The purpose of this paper is to examine how configurations of project structure, risk allocation, and procurement competition influence the financing capacity of U.S. toll-road public–private partnership (PPP) investments.
The relationships among capital value, concession term, construction risk, traffic risk, and competition level are analyzed using fuzzy-set Qualitative Comparative Analysis (fsQCA) of 24 U.S. transportation PPP projects delivered over the past 2 decades. Project attributes are calibrated into fuzzy membership scores based on financial and contractual data and evaluated against three financing outcomes: reduced equity return, reduced debt spread and maximized leverage ratio.

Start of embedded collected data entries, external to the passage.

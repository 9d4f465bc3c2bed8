// File: rusty-forms-validate/src/registry.rs
// Purpose: Which forms and fields have validation attached

use std::cell::RefCell;
use std::collections::HashMap;
use std::rc::Rc;
use tracing::debug;

use crate::dom::{ControlRef, Listener, NodeId};
use crate::error::Result;
use crate::utils::LimitedHandler;
use crate::validators::{FieldOutcome, FieldValidator};

/// A field directive's live state
pub struct FieldBinding {
    validator: Rc<FieldValidator>,
    events: Vec<(String, Listener)>,
    limiters: Vec<Rc<dyn LimitedHandler>>,
    /// Marks controls that carry a field directive of their own
    directive_attribute: String,
    attached_siblings: RefCell<Vec<ControlRef>>,
}

impl FieldBinding {
    pub fn new(
        validator: Rc<FieldValidator>,
        events: Vec<(String, Listener)>,
        limiters: Vec<Rc<dyn LimitedHandler>>,
        directive_attribute: impl Into<String>,
    ) -> Self {
        Self {
            validator,
            events,
            limiters,
            directive_attribute: directive_attribute.into(),
            attached_siblings: RefCell::new(Vec::new()),
        }
    }

    pub fn validator(&self) -> &Rc<FieldValidator> {
        &self.validator
    }

    /// Event names this field listens to, in registration order
    pub fn event_names(&self) -> impl Iterator<Item = &str> {
        self.events.iter().map(|(name, _)| name.as_str())
    }

    /// Validate as part of a form submission.
    ///
    /// Afterwards the field stays in submission mode, and a radio or checkbox
    /// shares its handlers with the same-name controls of its form that have
    /// no validation of their own.
    pub fn submit_validate(&self, registry: &Registry) -> Result<FieldOutcome> {
        let outcome = self.validator.validate()?;
        self.validator.set_form_submit(true);

        if self.validator.control().kind().is_grouped() {
            for sibling in self.group_siblings(registry) {
                for (event, listener) in &self.events {
                    sibling.add_event_listener(event, listener.clone());
                }
                let mut attached = self.attached_siblings.borrow_mut();
                if !attached.iter().any(|c| c.node_id() == sibling.node_id()) {
                    attached.push(sibling);
                }
            }
        }
        Ok(outcome)
    }

    fn group_siblings(&self, registry: &Registry) -> Vec<ControlRef> {
        let control = self.validator.control();
        let Some(form) = control.form() else {
            return Vec::new();
        };
        let (kind, name, node) = (control.kind(), control.name(), control.node_id());
        form.elements()
            .into_iter()
            .filter(|el| {
                el.kind() == kind
                    && el.name() == name
                    && el.node_id() != node
                    && !el.has_attribute(&self.directive_attribute)
                    && !registry.contains_field(el.node_id())
            })
            .collect()
    }

    /// Start listening on the field itself
    pub(crate) fn attach(&self) {
        let control = self.validator.control();
        for (event, listener) in &self.events {
            control.add_event_listener(event, listener.clone());
        }
    }

    /// Stop listening everywhere and drop pending rate-limited calls
    pub(crate) fn detach(&self) {
        for sibling in self.attached_siblings.borrow_mut().drain(..) {
            for (event, listener) in &self.events {
                sibling.remove_event_listener(event, listener);
            }
        }
        let control = self.validator.control();
        for (event, listener) in &self.events {
            control.remove_event_listener(event, listener);
        }
        for limiter in &self.limiters {
            limiter.cancel();
        }
    }
}

/// A form directive's registry record
#[derive(Debug, Clone, Copy, PartialEq, Eq)]
pub struct FormEntry {
    pub report: bool,
}

/// Attached validation, keyed by node identity
#[derive(Default)]
pub struct Registry {
    fields: RefCell<HashMap<NodeId, Rc<FieldBinding>>>,
    forms: RefCell<HashMap<NodeId, FormEntry>>,
}

impl Registry {
    pub fn new() -> Self {
        Self::default()
    }

    pub fn insert_field(&self, node: NodeId, binding: Rc<FieldBinding>) {
        debug!(node = node.0, "field validation attached");
        self.fields.borrow_mut().insert(node, binding);
    }

    pub fn remove_field(&self, node: NodeId) -> Option<Rc<FieldBinding>> {
        let removed = self.fields.borrow_mut().remove(&node);
        if removed.is_some() {
            debug!(node = node.0, "field validation detached");
        }
        removed
    }

    pub fn field(&self, node: NodeId) -> Option<Rc<FieldBinding>> {
        self.fields.borrow().get(&node).cloned()
    }

    pub fn contains_field(&self, node: NodeId) -> bool {
        self.fields.borrow().contains_key(&node)
    }

    pub fn insert_form(&self, node: NodeId, entry: FormEntry) {
        self.forms.borrow_mut().insert(node, entry);
    }

    pub fn remove_form(&self, node: NodeId) -> Option<FormEntry> {
        self.forms.borrow_mut().remove(&node)
    }

    pub fn form(&self, node: NodeId) -> Option<FormEntry> {
        self.forms.borrow().get(&node).copied()
    }

    pub fn field_count(&self) -> usize {
        self.fields.borrow().len()
    }
}
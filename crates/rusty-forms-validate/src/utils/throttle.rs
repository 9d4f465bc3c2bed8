// File: rusty-forms-validate/src/utils/throttle.rs
// Purpose: Throttle - fire at most once per `wait`, with leading/trailing edges

use serde::{Deserialize, Serialize};
use std::cell::{Cell, RefCell};
use std::rc::{Rc, Weak};
use std::time::Duration;
use tokio::time::Instant;

use super::{Handler, LimitedHandler, Scheduler, TimeoutHandle};
use crate::dom::Event;

/// Edge options for [`throttle`]
#[derive(Debug, Clone, Copy, PartialEq, Eq, Serialize, Deserialize)]
pub struct ThrottleOptions {
    #[serde(default = "default_true")]
    pub leading: bool,
    #[serde(default = "default_true")]
    pub trailing: bool,
}

fn default_true() -> bool {
    true
}

impl Default for ThrottleOptions {
    fn default() -> Self {
        Self {
            leading: true,
            trailing: true,
        }
    }
}

struct ThrottleState {
    handler: Handler,
    wait: Duration,
    options: ThrottleOptions,
    scheduler: Rc<dyn Scheduler>,
    /// `None` until the first run (or after a trailing run when `leading` is off)
    last_ran: Cell<Option<Instant>>,
    trailing: RefCell<Option<TimeoutHandle>>,
}

impl ThrottleState {
    fn clear_trailing(&self) {
        if let Some(pending) = self.trailing.borrow_mut().take() {
            pending.clear();
        }
    }
}

/// A throttled handler. See [`throttle`].
pub struct Throttled {
    state: Rc<ThrottleState>,
}

/// Wrap `handler` so that it runs at most once per `wait`.
///
/// A call after the window has elapsed runs immediately (when `leading`, or
/// once a window has been opened). A call inside the window schedules one
/// trailing run for the window's end (when `trailing`), replacing any
/// trailing run already pending. With both edges off the first call only
/// opens the window.
pub fn throttle(
    scheduler: Rc<dyn Scheduler>,
    handler: Handler,
    wait: Duration,
    options: ThrottleOptions,
) -> Throttled {
    Throttled {
        state: Rc::new(ThrottleState {
            handler,
            wait,
            options,
            scheduler,
            last_ran: Cell::new(None),
            trailing: RefCell::new(None),
        }),
    }
}

impl LimitedHandler for Throttled {
    fn call(&self, event: Option<&Event>) {
        let state = &self.state;
        let now = state.scheduler.now();
        let ThrottleOptions { leading, trailing } = state.options;

        if state.last_ran.get().is_none() && !leading {
            state.last_ran.set(Some(now));
        }

        let elapsed = state
            .last_ran
            .get()
            .map(|last| now.saturating_duration_since(last));
        let remaining = match elapsed {
            Some(elapsed) => state.wait.saturating_sub(elapsed),
            None => Duration::ZERO,
        };

        if remaining.is_zero() {
            if leading || state.last_ran.get().is_some() {
                (state.handler)(event);
                state.last_ran.set(Some(now));
            }
            state.clear_trailing();
        } else if trailing {
            state.clear_trailing();
            let weak: Weak<ThrottleState> = Rc::downgrade(state);
            let event_later = event.cloned();
            let handle = state.scheduler.set_timeout(
                remaining,
                Box::new(move || {
                    let Some(state) = weak.upgrade() else {
                        return;
                    };
                    state.trailing.borrow_mut().take();
                    if !state.options.leading || state.last_ran.get().is_some() {
                        (state.handler)(event_later.as_ref());
                        let next = if state.options.leading {
                            Some(state.scheduler.now())
                        } else {
                            None
                        };
                        state.last_ran.set(next);
                    }
                }),
            );
            *state.trailing.borrow_mut() = Some(handle);
        }
    }

    fn cancel(&self) {
        self.state.clear_trailing();
    }
}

Results suggest that financing performance does not depend on isolated variables but on specific combinations of conditions. High competition, low traffic risk, and manageable construction exposure are consistently associated with lower equity costs, narrower debt spreads, and higher leverage. When equity sponsors also act as builders, construction risk is internalized through construction profit, reallocating returns within the project rather than raising the cost of equity. Traffic risk remains the principal constraint for lenders. Two configurations associated with financing failure are also identified, particularly small-scale projects combining short concession terms and high traffic exposure.
The paper contributes to PPP finance research by reframing financing capacity as a configurational outcome emerging from interacting contractual and market conditions rather than a linear response to individual risk factors. It provides systematic cross-case evidence identifying both successful financing pathways and “no-deal” structures in U.S. transportation PPPs, offering practical guidance for structuring financially viable concessions.